PROVIDED ENTRIES section start
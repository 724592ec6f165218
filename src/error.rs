//! Error types for the donation dialog.
//!
//! None of these are fatal: every operation catches its own error, logs it
//! and leaves the page usable.

use thiserror::Error;

/// Lookup and decoding failures of the payment directory
#[derive(Error, Debug, Clone, PartialEq, Eq)]
pub enum DirectoryError {
    /// Method id has no entry in the directory
    #[error("No payment information found for method: {0}")]
    NotFound(String),

    /// Entry is not valid Base64 or does not decode to UTF-8
    #[error("Error decoding payment information: {0}")]
    Decode(String),

    /// The table itself could not be parsed
    #[error("Invalid payment table: {0}")]
    Table(String),
}

/// Clipboard write failures
#[derive(Error, Debug, Clone, PartialEq, Eq)]
pub enum ClipboardError {
    /// `navigator.clipboard` is missing or threw synchronously
    #[error("Clipboard unavailable: {0}")]
    Unavailable(String),

    /// The write promise was rejected (permissions, insecure context, ...)
    #[error("Failed to copy: {0}")]
    Rejected(String),
}

/// Host page elements the dialog depends on
#[derive(Error, Debug, Clone, PartialEq, Eq)]
pub enum HostError {
    #[error("No document available")]
    NoDocument,

    #[error("Host page is missing element #{0}")]
    MissingElement(String),
}
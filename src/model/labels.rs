use std::collections::HashMap;

pub type LabelName = String;
pub type LabelValue = String;

/// A label set. The metric name travels as the reserved `__name__` label,
/// so one representation serves both the parser and the storage interface.
pub type Labels = HashMap<LabelName, LabelValue>;

pub const METRIC_NAME_LABEL: &str = "__name__";

pub fn metric_name(labels: &Labels) -> Option<&LabelValue> {
    labels.get(METRIC_NAME_LABEL)
}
PROVIDED ENTRIES section end
● **WHAT TO PRODUCE**
Reproduce each entry exactly, leaving out nothing.

● **EXERCISE RESULT**
repository 724592ec6f165218
filename src/error.rs
//! Error types for the donation dialog.
//!
//! None of these are fatal: every operation catches its own error, logs it
//! and leaves the page usable.

use thiserror::Error;

/// Lookup and decoding failures of the payment directory
#[derive(Error, Debug, Clone, PartialEq, Eq)]
pub enum DirectoryError {
    /// Method id has no entry in the directory
    #[error("No payment information found for method: {0}")]
    NotFound(String),

    /// Entry is not valid Base64 or does not decode to UTF-8
    #[error("Error decoding payment information: {0}")]
    Decode(String),

    /// The table itself could not be parsed
    #[error("Invalid payment table: {0}")]
    Table(String),
}

/// Clipboard write failures
#[derive(Error, Debug, Clone, PartialEq, Eq)]
pub enum ClipboardError {
    /// `navigator.clipboard` is missing or threw synchronously
    #[error("Clipboard unavailable: {0}")]
    Unavailable(String),

    /// The write promise was rejected (permissions, insecure context, ...)
    #[error("Failed to copy: {0}")]
    Rejected(String),
}

/// Host page elements the dialog depends on
#[derive(Error, Debug, Clone, PartialEq, Eq)]
pub enum HostError {
    #[error("No document available")]
    NoDocument,

    #[error("Host page is missing element #{0}")]
    MissingElement(String),
}
filename src/model/labels.rs
use std::collections::HashMap;

pub type LabelName = String;
pub type LabelValue = String;

/// A label set. The metric name travels as the reserved `__name__` label,
/// so one representation serves both the parser and the storage interface.
pub type Labels = HashMap<LabelName, LabelValue>;

pub const METRIC_NAME_LABEL: &str = "__name__";

pub fn metric_name(labels: &Labels) -> Option<&LabelValue> {
    labels.get(METRIC_NAME_LABEL)
}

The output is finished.